Hava kirliliği, hayatımızın görünmez düşmanı. Farkında olmadan her nefeste soluduğumuz bu tehdit, yalnızca sağlığımızı değil, ekonomimizi de ağır bir yük altında bırakıyor. Türkiye’de 15-21 Ocak Hava Kirliliği ile Mücadele Haftası kapsamında, bu meselenin ekonomik maliyetini tartışmak, artık bir zorunluluk.
Çünkü bu yalnızca bir çevre sorunu değil; geleceğimizi şekillendiren kritik bir ekonomi meselesi. Bu sessiz kriz, yalnızca hastanelerde ya da istatistiklerde kendini göstermiyor; ekonominin her alanına sinsice nüfuz ediyor. Sanayiden ulaşıma, enerjiden tarıma kadar pek çok sektörü etkileyen bu sorun, ülkemizin sürdürülebilir kalkınma hedeflerini de tehdit ediyor.
Sessiz tehlikenin ekonomik boyutu
Araştırmalara göre, Türkiye’de hava kirliliğinin dışsal maliyeti, CO emisyonları için 37,500 avrodan başlıyor. Bu rakam, hava kirliliğine neden olan başlıca gazlardan biri olan NOx emisyonları için 2,686 milyon avroya kadar çıkıyor.
Karbondioksit (CO2) emisyonlarının sosyal maliyetiyse 31 milyon avro ile 1,427 milyon avro arasında değişiyor. Bu maliyetler hepimizin cebinden çıkan, ekonomimizi zorlayan gerçek bir yük. Bununla birlikte hava kirliliği nedeniyle her yıl yaklaşık 40 bin insan, erken yaşta hayatını kaybediyor.
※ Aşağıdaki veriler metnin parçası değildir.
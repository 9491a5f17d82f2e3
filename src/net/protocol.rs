//! Wire protocol — packet catalogue, discovery datagram, and constants.
//!
//! Everything exchanged over UDP (discovery) and TCP (mesh frames) is
//! defined here so that every sub-module speaks the same language. TCP
//! payloads are JSON inside a length-prefixed frame (see
//! [`codec`](crate::net::codec)); packet kinds travel as integer codes,
//! so both ends must be the same build.

use std::net::IpAddr;
use std::time::Duration;

use serde::{Deserialize, Serialize};
use serde_json::Value;
use thiserror::Error;
use uuid::Uuid;

use crate::events::RankingEntry;

// ────────────────────────────────────────────────────────────────────────────
// Constants
// ────────────────────────────────────────────────────────────────────────────

/// Application tag carried in every discovery datagram; records with a
/// different tag are ignored outright.
pub const APP_ID: &str = "TYPERACE_LAN";

/// Record type tag inside a discovery datagram.
pub const DISCOVERY_KIND: &str = "DISCOVERY";

/// Default UDP port used for broadcast discovery.
pub const DISCOVERY_PORT: u16 = 45454;

/// How often a room announcement is broadcast.
pub const ANNOUNCE_INTERVAL: Duration = Duration::from_secs(2);

/// A directory entry not refreshed within this window is evicted.
pub const ROOM_TIMEOUT_MS: u64 = 5_000;

/// How long a join waits for the target's HELLO before giving up.
pub const CONNECT_TIMEOUT: Duration = Duration::from_secs(5);

/// How long the room creator waits for READY_RESPONSE packets.
pub const READY_CHECK_TIMEOUT: Duration = Duration::from_secs(5);

/// Countdown length broadcast before every race.
pub const COUNTDOWN_SECONDS: u32 = 3;

/// Cadence of PROGRESS_UPDATE broadcasts while racing.
pub const PROGRESS_INTERVAL: Duration = Duration::from_millis(50);

/// Maximum allowed frame payload. A peer sending more is disconnected.
pub const MAX_FRAME_LEN: usize = 1024 * 1024;

/// Default roster cap, local player included.
pub const DEFAULT_MAX_PLAYERS: usize = 8;

// ────────────────────────────────────────────────────────────────────────────
// Errors
// ────────────────────────────────────────────────────────────────────────────

/// Peer-level protocol violations. Any of these closes the offending
/// connection only; the session itself keeps running.
#[derive(Debug, Error)]
pub enum ProtocolError {
    #[error("unknown packet kind {0}")]
    UnknownKind(u32),
    #[error("malformed packet: {0}")]
    Malformed(#[from] serde_json::Error),
    #[error("frame of {len} bytes exceeds the {max} byte limit")]
    FrameTooLarge { len: usize, max: usize },
}

// ────────────────────────────────────────────────────────────────────────────
// TCP packet catalogue
// ────────────────────────────────────────────────────────────────────────────

/// HELLO — first packet on every connection, in both directions.
#[derive(Debug, Clone, PartialEq, Serialize, Deserialize)]
pub struct Hello {
    pub name: String,
    /// The sender's *listening* port, not the ephemeral socket port.
    pub port: u16,
    #[serde(rename = "isRoomCreator")]
    pub is_room_creator: bool,
    /// The sender's best knowledge of who hosts the room. Absent while a
    /// guest has not learned it yet.
    #[serde(
        rename = "hostUuid",
        default,
        skip_serializing_if = "Option::is_none"
    )]
    pub host_uuid: Option<Uuid>,
}

/// One element of a PEER_LIST payload.
#[derive(Debug, Clone, PartialEq, Serialize, Deserialize)]
pub struct PeerEntry {
    pub id: Uuid,
    pub name: String,
    pub ip: IpAddr,
    pub port: u16,
}

/// GAME_TEXT and READY_CHECK both carry the shared text and language.
#[derive(Debug, Clone, PartialEq, Serialize, Deserialize)]
pub struct GameText {
    pub text: String,
    pub language: String,
}

#[derive(Debug, Clone, PartialEq, Serialize, Deserialize)]
pub struct Countdown {
    pub seconds: u32,
}

#[derive(Debug, Clone, PartialEq, Serialize, Deserialize)]
pub struct Progress {
    pub position: u32,
    pub total: u32,
    pub wpm: f64,
    pub finished: bool,
}

#[derive(Debug, Clone, PartialEq, Serialize, Deserialize)]
pub struct Finish {
    pub wpm: f64,
    pub accuracy: f64,
    /// The sender's own finished-count when it finished. Receivers assign
    /// ranks from their own counters; this is informational.
    pub position: u32,
}

#[derive(Debug, Clone, PartialEq, Serialize, Deserialize)]
pub struct PlayerLeft {
    pub id: Uuid,
    pub name: String,
}

/// Every message exchanged on a mesh connection.
#[derive(Debug, Clone, PartialEq)]
pub enum PacketBody {
    Hello(Hello),
    PeerList(Vec<PeerEntry>),
    GameText(GameText),
    Countdown(Countdown),
    ReadyCheck(GameText),
    ReadyResponse,
    GameStart,
    Progress(Progress),
    Finish(Finish),
    RaceResults(Vec<RankingEntry>),
    PlayerLeft(PlayerLeft),
    PlayAgainInvite,
}

impl PacketBody {
    /// Integer code on the wire. Codes are assigned in catalogue order
    /// and are not stable across builds.
    pub fn kind(&self) -> u32 {
        match self {
            PacketBody::Hello(_) => 0,
            PacketBody::PeerList(_) => 1,
            PacketBody::GameText(_) => 2,
            PacketBody::Countdown(_) => 3,
            PacketBody::ReadyCheck(_) => 4,
            PacketBody::ReadyResponse => 5,
            PacketBody::GameStart => 6,
            PacketBody::Progress(_) => 7,
            PacketBody::Finish(_) => 8,
            PacketBody::RaceResults(_) => 9,
            PacketBody::PlayerLeft(_) => 10,
            PacketBody::PlayAgainInvite => 11,
        }
    }

    /// Human-readable label for log messages.
    pub fn kind_name(&self) -> &'static str {
        match self {
            PacketBody::Hello(_) => "HELLO",
            PacketBody::PeerList(_) => "PEER_LIST",
            PacketBody::GameText(_) => "GAME_TEXT",
            PacketBody::Countdown(_) => "COUNTDOWN",
            PacketBody::ReadyCheck(_) => "READY_CHECK",
            PacketBody::ReadyResponse => "READY_RESPONSE",
            PacketBody::GameStart => "GAME_START",
            PacketBody::Progress(_) => "PROGRESS_UPDATE",
            PacketBody::Finish(_) => "FINISH",
            PacketBody::RaceResults(_) => "RACE_RESULTS",
            PacketBody::PlayerLeft(_) => "PLAYER_LEFT",
            PacketBody::PlayAgainInvite => "PLAY_AGAIN_INVITE",
        }
    }
}

/// A packet with its envelope fields. Ephemeral: serialized onto the
/// wire and discarded.
#[derive(Debug, Clone, PartialEq)]
pub struct Packet {
    pub sender: Uuid,
    /// Sender's monotonic clock, milliseconds.
    pub ts: u64,
    pub body: PacketBody,
}

/// On-wire envelope shape: `{"type":<int>,"sender":"<uuid>","ts":<ms>,"payload":{..}}`.
#[derive(Serialize, Deserialize)]
struct Envelope {
    #[serde(rename = "type")]
    kind: u32,
    sender: Uuid,
    ts: u64,
    #[serde(default)]
    payload: Value,
}

fn to_value<T: Serialize>(payload: &T) -> Value {
    serde_json::to_value(payload).expect("packet payload serialisation is infallible")
}

impl Packet {
    /// Serialize the envelope to JSON bytes (without the frame prefix).
    pub fn to_json(&self) -> Vec<u8> {
        let payload = match &self.body {
            PacketBody::Hello(p) => to_value(p),
            PacketBody::PeerList(p) => to_value(p),
            PacketBody::GameText(p) => to_value(p),
            PacketBody::Countdown(p) => to_value(p),
            PacketBody::ReadyCheck(p) => to_value(p),
            PacketBody::Progress(p) => to_value(p),
            PacketBody::Finish(p) => to_value(p),
            PacketBody::RaceResults(p) => to_value(p),
            PacketBody::PlayerLeft(p) => to_value(p),
            PacketBody::ReadyResponse | PacketBody::GameStart | PacketBody::PlayAgainInvite => {
                Value::Object(Default::default())
            }
        };
        let envelope = Envelope {
            kind: self.body.kind(),
            sender: self.sender,
            ts: self.ts,
            payload,
        };
        serde_json::to_vec(&envelope).expect("packet serialisation is infallible")
    }

    /// Parse an envelope from JSON bytes. Unknown kinds and payloads
    /// missing required fields are errors; the caller disconnects the
    /// offending peer.
    pub fn from_json(bytes: &[u8]) -> Result<Packet, ProtocolError> {
        let env: Envelope = serde_json::from_slice(bytes)?;
        let body = match env.kind {
            0 => PacketBody::Hello(serde_json::from_value(env.payload)?),
            1 => PacketBody::PeerList(serde_json::from_value(env.payload)?),
            2 => PacketBody::GameText(serde_json::from_value(env.payload)?),
            3 => PacketBody::Countdown(serde_json::from_value(env.payload)?),
            4 => PacketBody::ReadyCheck(serde_json::from_value(env.payload)?),
            5 => PacketBody::ReadyResponse,
            6 => PacketBody::GameStart,
            7 => PacketBody::Progress(serde_json::from_value(env.payload)?),
            8 => PacketBody::Finish(serde_json::from_value(env.payload)?),
            9 => PacketBody::RaceResults(serde_json::from_value(env.payload)?),
            10 => PacketBody::PlayerLeft(serde_json::from_value(env.payload)?),
            11 => PacketBody::PlayAgainInvite,
            k => return Err(ProtocolError::UnknownKind(k)),
        };
        Ok(Packet {
            sender: env.sender,
            ts: env.ts,
            body,
        })
    }
}

// ────────────────────────────────────────────────────────────────────────────
// UDP discovery
// ────────────────────────────────────────────────────────────────────────────

/// Joinability of an announced room.
#[derive(Debug, Clone, Copy, PartialEq, Eq, Serialize, Deserialize)]
pub enum RoomStatus {
    #[serde(rename = "waiting")]
    Waiting,
    #[serde(rename = "racing")]
    Racing,
}

/// Broadcast announcement — sent periodically over UDP by room creators.
#[derive(Debug, Clone, Serialize, Deserialize)]
pub struct Announcement {
    pub app: String,
    #[serde(rename = "type")]
    pub kind: String,
    pub uuid: Uuid,
    pub name: String,
    /// TCP port the announcing host listens on for mesh connections.
    pub port: u16,
    #[serde(rename = "playerCount")]
    pub player_count: u32,
    pub status: RoomStatus,
}

impl Announcement {
    pub fn new(uuid: Uuid, name: String, port: u16, player_count: u32, status: RoomStatus) -> Self {
        Self {
            app: APP_ID.to_string(),
            kind: DISCOVERY_KIND.to_string(),
            uuid,
            name,
            port,
            player_count,
            status,
        }
    }

    pub fn encode(&self) -> Vec<u8> {
        serde_json::to_vec(self).expect("announcement serialisation is infallible")
    }

    /// Decode a datagram. Returns `None` when the record is not ours:
    /// foreign `app` tag, wrong `type`, or invalid JSON.
    pub fn decode(data: &[u8]) -> Option<Announcement> {
        let ann: Announcement = serde_json::from_slice(data).ok()?;
        if ann.app != APP_ID || ann.kind != DISCOVERY_KIND {
            return None;
        }
        Some(ann)
    }
}

/// A room currently visible in the discovery directory.
#[derive(Debug, Clone, PartialEq)]
pub struct RoomEntry {
    pub host_id: Uuid,
    pub host_name: String,
    pub ip: IpAddr,
    pub port: u16,
    pub player_count: u32,
    pub status: RoomStatus,
    /// Monotonic ms at which the last announcement arrived.
    pub last_seen_ms: u64,
}
//! Length-prefixed packet framing.
//!
//! Wire format on every mesh connection: repeated records of
//! `[4-byte big-endian length][JSON payload]`. The codec is stateful so
//! that a TCP read boundary can fall anywhere, including inside the
//! length prefix; partial trailing bytes are kept until the next feed.

use super::protocol::{Packet, ProtocolError, MAX_FRAME_LEN};

/// Stateful frame accumulator, one per connection.
#[derive(Default)]
pub struct FrameCodec {
    buf: Vec<u8>,
}

impl FrameCodec {
    pub fn new() -> Self {
        Self::default()
    }

    /// Encode one packet into a single length-prefixed frame.
    pub fn encode(packet: &Packet) -> Vec<u8> {
        let json = packet.to_json();
        let mut frame = Vec::with_capacity(4 + json.len());
        frame.extend_from_slice(&(json.len() as u32).to_be_bytes());
        frame.extend_from_slice(&json);
        frame
    }

    /// Feed raw bytes; returns every packet completed by this chunk.
    ///
    /// An oversize or malformed frame is an error, after which the codec
    /// must not be fed again — the owning connection is closed.
    pub fn feed(&mut self, bytes: &[u8]) -> Result<Vec<Packet>, ProtocolError> {
        self.buf.extend_from_slice(bytes);
        let mut packets = Vec::new();
        loop {
            if self.buf.len() < 4 {
                break;
            }
            let len = u32::from_be_bytes([self.buf[0], self.buf[1], self.buf[2], self.buf[3]])
                as usize;
            if len > MAX_FRAME_LEN {
                return Err(ProtocolError::FrameTooLarge {
                    len,
                    max: MAX_FRAME_LEN,
                });
            }
            if self.buf.len() < 4 + len {
                break;
            }
            let packet = Packet::from_json(&self.buf[4..4 + len])?;
            packets.push(packet);
            self.buf.drain(..4 + len);
        }
        Ok(packets)
    }

    /// Drop any accumulated partial frame.
    pub fn reset(&mut self) {
        self.buf.clear();
    }
}

#[cfg(test)]
mod tests {
    use super::*;
    use crate::net::protocol::{Countdown, GameText, PacketBody};
    use uuid::Uuid;

    fn sample(n: u64) -> Packet {
        Packet {
            sender: Uuid::from_u128(n as u128 + 1),
            ts: n,
            body: match n % 3 {
                0 => PacketBody::Countdown(Countdown { seconds: 3 }),
                1 => PacketBody::GameText(GameText {
                    text: "lorem ipsum".into(),
                    language: "english".into(),
                }),
                _ => PacketBody::GameStart,
            },
        }
    }

    #[test]
    fn single_frame_roundtrips() {
        let packet = sample(0);
        let mut codec = FrameCodec::new();
        let out = codec.feed(&FrameCodec::encode(&packet)).unwrap();
        assert_eq!(out, vec![packet]);
    }

    #[test]
    fn any_byte_split_yields_the_same_sequence() {
        let packets: Vec<Packet> = (0..4).map(sample).collect();
        let stream: Vec<u8> = packets.iter().flat_map(|p| FrameCodec::encode(p)).collect();

        for chunk in [1usize, 2, 3, 7, 16, 64, stream.len()] {
            let mut codec = FrameCodec::new();
            let mut decoded = Vec::new();
            for piece in stream.chunks(chunk) {
                decoded.extend(codec.feed(piece).unwrap());
            }
            assert_eq!(decoded, packets, "chunk size {}", chunk);
        }
    }

    #[test]
    fn partial_trailing_bytes_survive_feeds() {
        let packet = sample(1);
        let frame = FrameCodec::encode(&packet);
        let mut codec = FrameCodec::new();

        let split = frame.len() - 3;
        assert!(codec.feed(&frame[..split]).unwrap().is_empty());
        let out = codec.feed(&frame[split..]).unwrap();
        assert_eq!(out, vec![packet]);
    }

    #[test]
    fn oversize_frame_is_rejected() {
        let mut codec = FrameCodec::new();
        let bogus = ((MAX_FRAME_LEN + 1) as u32).to_be_bytes();
        assert!(matches!(
            codec.feed(&bogus),
            Err(ProtocolError::FrameTooLarge { .. })
        ));
    }

    #[test]
    fn malformed_payload_is_rejected() {
        let mut codec = FrameCodec::new();
        let mut frame = (7u32).to_be_bytes().to_vec();
        frame.extend_from_slice(b"not {} ");
        assert!(codec.feed(&frame).is_err());
    }

    #[test]
    fn reset_discards_partial_input() {
        let packet = sample(2);
        let frame = FrameCodec::encode(&packet);
        let mut codec = FrameCodec::new();
        assert!(codec.feed(&frame[..5]).unwrap().is_empty());
        codec.reset();
        // A fresh full frame decodes cleanly after the reset.
        assert_eq!(codec.feed(&frame).unwrap(), vec![packet]);
    }
}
Hava kirliliğinin sağlık sektörü üzerindeki maddi zararı da oldukça çarpıcı. Milyarlarca doları bulan maliyet; eğitimden sağlığa, alt yapıdan teknolojiye kadar birçok alanda kullanılabilecek devasa bir bütçeyi yok ediyor. Bir örnek ile açıklayacak olursak: Kömürlü termik santrallerden kaynaklanan kirlilik, sağlık sorunlarının yüzde 27’sine denk geliyor ve yılda 53,6 milyar TL’lik bir maliyet oluşturuyor.